In order to incorporate a city in 1946, there had to be at least 25 male registered voters residing in the area. Mr. Graham had twenty five families move into the apartment homes that he had converted in order to qualify the Village for incorporation. He then hired Willard Webb, a Miami Beach tax assessor, to draft a charter for the Village. After the charter was completed, the Village of Bal Harbour was incorporated on August 14, 1946, by Mr. Graham and 25 male registered voters. The Village was operated under the city manager form of government.

The council established a volunteer fire department.

Swampland was filled, sea walls were constructed and the yacht basin was created. Contracts were signed for the sewer systems, water pumping stations and utilities. Bal Harbour was the first planned community in Florida to have its utilities placed underground. Developers set guidelines for the development of the beachfront and the residential areas.
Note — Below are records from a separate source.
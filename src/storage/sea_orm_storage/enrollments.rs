//! 选课存储操作

use std::collections::HashMap;

use super::{SeaOrmStorage, read_error, write_error};
use crate::entity::class_enrollments::{ActiveModel, Column, Entity as ClassEnrollments};
use crate::entity::classes::{Column as ClassColumn, Entity as Classes};
use crate::entity::students::Entity as Students;
use crate::errors::{Result, SchoolOpsError};
use crate::models::{
    PaginationInfo,
    common::normalize_page,
    enrollments::{
        entities::{ClassEnrollment, EnrollmentStatus},
        requests::{CreateEnrollmentRequest, EnrollmentListQuery},
        responses::{EnrollmentDetail, EnrollmentListResponse},
    },
};
use sea_orm::{
    ActiveModelTrait, ColumnTrait, EntityTrait, PaginatorTrait, QueryFilter, QueryOrder, Set,
};

impl SeaOrmStorage {
    /// 学生选课
    ///
    /// 已退课的记录重新激活；在读记录重复选课返回 Conflict；超出班级容量返回 Validation
    pub async fn create_enrollment_impl(
        &self,
        req: CreateEnrollmentRequest,
    ) -> Result<ClassEnrollment> {
        let class = Classes::find_by_id(req.class_id)
            .one(&self.db)
            .await
            .map_err(|e| read_error("查询班级失败", e))?
            .ok_or_else(|| SchoolOpsError::not_found(format!("班级 {} 不存在", req.class_id)))?;

        let existing = self
            .find_enrollment_model(req.student_id, req.class_id)
            .await?;
        if existing
            .as_ref()
            .is_some_and(|m| m.status == EnrollmentStatus::Active.as_str())
        {
            return Err(SchoolOpsError::conflict("学生已在该班级中"));
        }

        if let Some(capacity) = class.capacity
            && self.count_active_enrollments(class.id).await? >= capacity.max(0) as u64
        {
            return Err(SchoolOpsError::validation(format!(
                "班级已满（容量 {capacity}）"
            )));
        }

        let now = chrono::Utc::now().timestamp();
        let result = match existing {
            Some(model) => {
                let mut active: ActiveModel = model.into();
                active.status = Set(EnrollmentStatus::Active.to_string());
                active.enrolled_at = Set(now);
                active.updated_at = Set(now);
                active
                    .update(&self.db)
                    .await
                    .map_err(|e| write_error("恢复选课失败", e))?
            }
            None => ActiveModel {
                student_id: Set(req.student_id),
                class_id: Set(req.class_id),
                status: Set(EnrollmentStatus::Active.to_string()),
                enrolled_at: Set(now),
                updated_at: Set(now),
                ..Default::default()
            }
            .insert(&self.db)
            .await
            .map_err(|e| write_error("创建选课失败", e))?,
        };

        Ok(result.into_enrollment())
    }

    async fn find_enrollment_model(
        &self,
        student_id: i64,
        class_id: i64,
    ) -> Result<Option<crate::entity::class_enrollments::Model>> {
        ClassEnrollments::find()
            .filter(Column::StudentId.eq(student_id))
            .filter(Column::ClassId.eq(class_id))
            .one(&self.db)
            .await
            .map_err(|e| read_error("查询选课失败", e))
    }

    pub async fn get_enrollment_by_id_impl(&self, id: i64) -> Result<Option<ClassEnrollment>> {
        let result = ClassEnrollments::find_by_id(id)
            .one(&self.db)
            .await
            .map_err(|e| read_error("查询选课失败", e))?;

        Ok(result.map(|m| m.into_enrollment()))
    }

    pub async fn get_enrollment_by_student_and_class_impl(
        &self,
        student_id: i64,
        class_id: i64,
    ) -> Result<Option<ClassEnrollment>> {
        Ok(self
            .find_enrollment_model(student_id, class_id)
            .await?
            .map(|m| m.into_enrollment()))
    }

    /// 分页列出选课记录
    pub async fn list_enrollments_with_pagination_impl(
        &self,
        query: EnrollmentListQuery,
    ) -> Result<EnrollmentListResponse> {
        let (page, size) = normalize_page(query.page, query.size);

        let mut select = ClassEnrollments::find();

        if let Some(class_id) = query.class_id {
            select = select.filter(Column::ClassId.eq(class_id));
        }
        if let Some(student_id) = query.student_id {
            select = select.filter(Column::StudentId.eq(student_id));
        }
        if let Some(status) = query.status {
            select = select.filter(Column::Status.eq(status.as_str()));
        }

        let paginator = select
            .order_by_desc(Column::EnrolledAt)
            .find_also_related(Students)
            .paginate(&self.db, size);
        let total = paginator
            .num_items()
            .await
            .map_err(|e| read_error("查询选课总数失败", e))?;
        let pages = paginator
            .num_pages()
            .await
            .map_err(|e| read_error("查询选课页数失败", e))?;
        let rows = paginator
            .fetch_page(page - 1)
            .await
            .map_err(|e| read_error("查询选课列表失败", e))?;

        let class_ids: Vec<i64> = rows.iter().map(|(e, _)| e.class_id).collect();
        let class_names: HashMap<i64, String> = if class_ids.is_empty() {
            HashMap::new()
        } else {
            Classes::find()
                .filter(ClassColumn::Id.is_in(class_ids))
                .all(&self.db)
                .await
                .map_err(|e| read_error("查询班级失败", e))?
                .into_iter()
                .map(|c| (c.id, c.name))
                .collect()
        };

        let items = rows
            .into_iter()
            .map(|(enrollment, student)| EnrollmentDetail {
                student_name: student.map(|s| s.name).unwrap_or_default(),
                class_name: class_names
                    .get(&enrollment.class_id)
                    .cloned()
                    .unwrap_or_default(),
                enrollment: enrollment.into_enrollment(),
            })
            .collect();

        Ok(EnrollmentListResponse {
            items,
            pagination: PaginationInfo::new(page, size, total, pages),
        })
    }

    /// 更新选课状态（退课 / 恢复）
    pub async fn update_enrollment_status_impl(
        &self,
        id: i64,
        status: EnrollmentStatus,
    ) -> Result<Option<ClassEnrollment>> {
        let Some(model) = ClassEnrollments::find_by_id(id)
            .one(&self.db)
            .await
            .map_err(|e| read_error("查询选课失败", e))?
        else {
            return Ok(None);
        };

        let mut active: ActiveModel = model.into();
        active.status = Set(status.to_string());
        active.updated_at = Set(chrono::Utc::now().timestamp());

        let result = active
            .update(&self.db)
            .await
            .map_err(|e| write_error("更新选课失败", e))?;

        Ok(Some(result.into_enrollment()))
    }

    pub async fn delete_enrollment_impl(&self, id: i64) -> Result<bool> {
        let result = ClassEnrollments::delete_by_id(id)
            .exec(&self.db)
            .await
            .map_err(|e| write_error("删除选课失败", e))?;

        Ok(result.rows_affected > 0)
    }
}

#[cfg(test)]
mod tests {
    use super::*;
    use crate::storage::sea_orm_storage::classes::tests::class_request;
    use crate::storage::sea_orm_storage::students::tests::student_request;

    #[tokio::test]
    async fn test_enroll_drop_and_reactivate() {
        let storage = SeaOrmStorage::new_in_memory().await.unwrap();
        let class = storage
            .create_class_impl(class_request("Art", None))
            .await
            .unwrap();
        let student = storage
            .create_student_impl(student_request("Dan", "dan@school.test"))
            .await
            .unwrap();
        let req = CreateEnrollmentRequest {
            student_id: student.id,
            class_id: class.id,
        };

        let enrollment = storage.create_enrollment_impl(req.clone()).await.unwrap();
        assert_eq!(enrollment.status, EnrollmentStatus::Active);

        // 在读时重复选课
        let err = storage
            .create_enrollment_impl(req.clone())
            .await
            .unwrap_err();
        assert!(err.is_conflict());

        storage
            .update_enrollment_status_impl(enrollment.id, EnrollmentStatus::Dropped)
            .await
            .unwrap()
            .unwrap();

        // 退课后重新选课沿用原记录
        let again = storage.create_enrollment_impl(req).await.unwrap();
        assert_eq!(again.id, enrollment.id);
        assert_eq!(again.status, EnrollmentStatus::Active);
    }

    #[tokio::test]
    async fn test_capacity_is_enforced() {
        let storage = SeaOrmStorage::new_in_memory().await.unwrap();
        let mut req = class_request("Tiny", None);
        req.capacity = Some(1);
        let class = storage.create_class_impl(req).await.unwrap();

        for (name, email) in [("A", "a@school.test"), ("B", "b@school.test")] {
            let student = storage
                .create_student_impl(student_request(name, email))
                .await
                .unwrap();
            let result = storage
                .create_enrollment_impl(CreateEnrollmentRequest {
                    student_id: student.id,
                    class_id: class.id,
                })
                .await;
            if name == "A" {
                assert!(result.is_ok());
            } else {
                assert!(matches!(result, Err(SchoolOpsError::Validation(_))));
            }
        }
    }
}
Collins Avenue was paved into four lanes with a landscaped median and later widened to the present day six lanes. Village plans indicated that ocean front property was to be  deep and lots approached $100,000. Lots in the residential area were about  and cost from $6,500 to $20,000.

The first hotel was built and was named "The Kenilworth By-the-Sea". It was built by Tom Raffington and made famous by Arthur Godfrey. It has since been demolished and is now the Kenilworth Condominium. The first home was built at 160 Bal Cross Drive. It was built by Mr. Robert C. Graham Jr., who was the son of Bal Harbour Developer Robert C. Graham. Construction for the Sea View Hotel was started.

Bal Harbour Village was re-incorporated by a special act of the 1947 Florida Legislature and its own charter was issued June 16. This new charter supplemented the original incorporation under the General Laws of Florida. In accordance with the new charter, an election to select five to serve on the council was held June 30. The Council elected were: Edward L. Bonneau, Robert C. Graham, Jr., Glenn E. Massnick, George Whittaker, and Judge Julien Southerland. Judge Southerland was chosen as mayor. Willard Webb, who had been acting manager since the first organization, was appointed as Village Manager. Mary Wetterer was named Village Clerk and Herold Dickey was appointed Chief of Police.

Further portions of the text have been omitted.